There are two predictable errors I expect my students to make that this context helps them make sense of:

1. The photos can not be combined with any other photos and I think my students might leave them out of the list (simplified expression). If they think this is an exersize in combining like terms rather than simplifying a list they ignore terms that can't be combined with any other terms. If they mention the photos, I ask if I can combine them with any other like items. When they tell me no, I ask if we should include them on my list.

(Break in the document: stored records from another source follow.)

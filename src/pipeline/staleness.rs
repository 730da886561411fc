use chrono::{DateTime, Duration, Utc};
use std::sync::Arc;
use tracing::{debug, warn};

use crate::port::MediaStore;

pub const DEFAULT_STALENESS_HOURS: i64 = 48;

/// Decides whether the persisted catalog is due for a refresh.
#[derive(Clone)]
pub struct StalenessGate {
    store: Arc<dyn MediaStore>,
    window: Duration,
}

impl StalenessGate {
    pub fn new(store: Arc<dyn MediaStore>, window: Duration) -> Self {
        Self { store, window }
    }

    pub async fn is_stale(&self) -> bool {
        self.is_stale_at(Utc::now()).await
    }

    /// A failed lookup counts as "never refreshed".
    pub async fn is_stale_at(&self, now: DateTime<Utc>) -> bool {
        match self.store.newest_created_at().await {
            Ok(newest) => {
                let stale = is_stale(newest, now, self.window);
                debug!(newest = ?newest, stale, "evaluated catalog staleness");
                stale
            }
            Err(error) => {
                warn!(%error, "staleness lookup failed, treating catalog as stale");
                true
            }
        }
    }
}

#[must_use]
pub fn is_stale(newest: Option<DateTime<Utc>>, now: DateTime<Utc>, window: Duration) -> bool {
    match newest {
        None => true,
        Some(created_at) => now - created_at >= window,
    }
}

#[cfg(test)]
mod tests {
    use super::*;
    use crate::domain::{ContentRecord, ContentType};
    use crate::test_support::{FailingStore, seeded_store};

    fn window() -> Duration {
        Duration::hours(DEFAULT_STALENESS_HOURS)
    }

    #[test]
    fn empty_collection_is_stale() {
        assert!(is_stale(None, Utc::now(), window()));
    }

    #[test]
    fn forty_seven_hours_is_fresh() {
        let now = Utc::now();
        assert!(!is_stale(Some(now - Duration::hours(47)), now, window()));
    }

    #[test]
    fn forty_eight_hours_or_more_is_stale() {
        let now = Utc::now();
        assert!(is_stale(Some(now - Duration::hours(48)), now, window()));
        assert!(is_stale(Some(now - Duration::days(30)), now, window()));
    }

    #[tokio::test]
    async fn gate_reads_newest_record() {
        let now = Utc::now();
        let store = seeded_store(vec![
            ContentRecord::new("tt1", ContentType::Movie, "Old").stamped(now - Duration::hours(60)),
            ContentRecord::new("tt2", ContentType::Movie, "New").stamped(now - Duration::hours(1)),
        ])
        .await;

        let gate = StalenessGate::new(store, window());

        assert!(!gate.is_stale_at(now).await);
        assert!(gate.is_stale_at(now + Duration::hours(47)).await);
    }

    #[tokio::test]
    async fn gate_treats_lookup_failure_as_stale() {
        let gate = StalenessGate::new(Arc::new(FailingStore), window());
        assert!(gate.is_stale().await);
    }
}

2. Another mistake some of my students make is to combine all the terms with the same variable regardless of exponents or other variables (x, xy, x^2), or in this case, put all the money together. Some students may say we can combine them with the dollars, so I ask if they can tell me how much money I have after combining the coins with the dollars and how they might write that amount. Some students may say that I have 8 dollars and 12 cents. Turning this idea back to the class for consideration will usually result in another student pointing out that I haven’t specified what kinds of coins they are, so we can't tell the monetary value. I want them to see that we can’t combine some terms until we know the value of the variables and can then do the math.

Common mistakes
Real World Applications: Common mistakes

# Let's Simplify Matters

Unit 3: Equivalent Expressions
Lesson 8 of 23

## Big Idea: Students will understand that terms with different variables or exponents will change differently from one another and that constant terms don't change at all.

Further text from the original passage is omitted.